Task: The lines to copy are those in the records below that hold the word "Serialize".

Dataset entries:
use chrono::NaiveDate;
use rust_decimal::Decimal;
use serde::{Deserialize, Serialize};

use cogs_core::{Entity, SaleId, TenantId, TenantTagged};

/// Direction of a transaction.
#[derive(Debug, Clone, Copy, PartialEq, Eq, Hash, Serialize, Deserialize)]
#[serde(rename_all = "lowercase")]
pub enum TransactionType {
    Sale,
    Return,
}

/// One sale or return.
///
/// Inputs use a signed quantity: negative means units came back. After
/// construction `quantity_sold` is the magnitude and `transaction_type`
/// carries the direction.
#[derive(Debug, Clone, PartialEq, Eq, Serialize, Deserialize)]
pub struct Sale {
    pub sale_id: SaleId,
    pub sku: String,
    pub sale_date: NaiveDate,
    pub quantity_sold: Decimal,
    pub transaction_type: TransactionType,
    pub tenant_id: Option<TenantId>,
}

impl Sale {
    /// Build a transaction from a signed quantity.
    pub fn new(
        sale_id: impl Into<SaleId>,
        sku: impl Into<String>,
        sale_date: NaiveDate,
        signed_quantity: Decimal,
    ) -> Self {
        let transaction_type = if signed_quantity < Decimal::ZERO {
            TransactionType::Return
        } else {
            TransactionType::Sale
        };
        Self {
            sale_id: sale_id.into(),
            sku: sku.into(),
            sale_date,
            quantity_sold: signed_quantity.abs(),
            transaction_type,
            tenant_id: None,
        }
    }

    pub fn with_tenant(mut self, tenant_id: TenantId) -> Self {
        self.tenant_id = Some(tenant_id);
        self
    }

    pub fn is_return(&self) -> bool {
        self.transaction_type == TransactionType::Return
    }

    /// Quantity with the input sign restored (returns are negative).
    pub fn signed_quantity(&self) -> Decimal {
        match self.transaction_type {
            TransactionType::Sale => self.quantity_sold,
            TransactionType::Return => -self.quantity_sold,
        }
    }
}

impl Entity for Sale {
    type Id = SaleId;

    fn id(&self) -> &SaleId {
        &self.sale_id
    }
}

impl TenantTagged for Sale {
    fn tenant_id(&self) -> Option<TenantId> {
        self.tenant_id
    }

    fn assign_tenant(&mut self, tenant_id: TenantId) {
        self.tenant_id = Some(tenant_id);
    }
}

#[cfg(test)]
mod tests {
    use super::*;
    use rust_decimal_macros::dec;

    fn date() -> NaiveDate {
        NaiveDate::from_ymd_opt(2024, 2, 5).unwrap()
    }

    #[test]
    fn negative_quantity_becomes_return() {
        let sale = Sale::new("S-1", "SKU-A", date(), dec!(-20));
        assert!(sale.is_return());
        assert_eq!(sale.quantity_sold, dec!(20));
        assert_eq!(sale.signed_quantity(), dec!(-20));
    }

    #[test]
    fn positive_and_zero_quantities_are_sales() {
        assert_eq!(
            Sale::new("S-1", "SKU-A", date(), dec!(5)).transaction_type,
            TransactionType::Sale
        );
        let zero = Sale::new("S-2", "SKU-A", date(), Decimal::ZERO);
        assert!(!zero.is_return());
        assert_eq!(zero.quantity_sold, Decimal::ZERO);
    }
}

Task output:
use serde::{Deserialize, Serialize};
#[derive(Debug, Clone, Copy, PartialEq, Eq, Hash, Serialize, Deserialize)]
#[derive(Debug, Clone, PartialEq, Eq, Serialize, Deserialize)]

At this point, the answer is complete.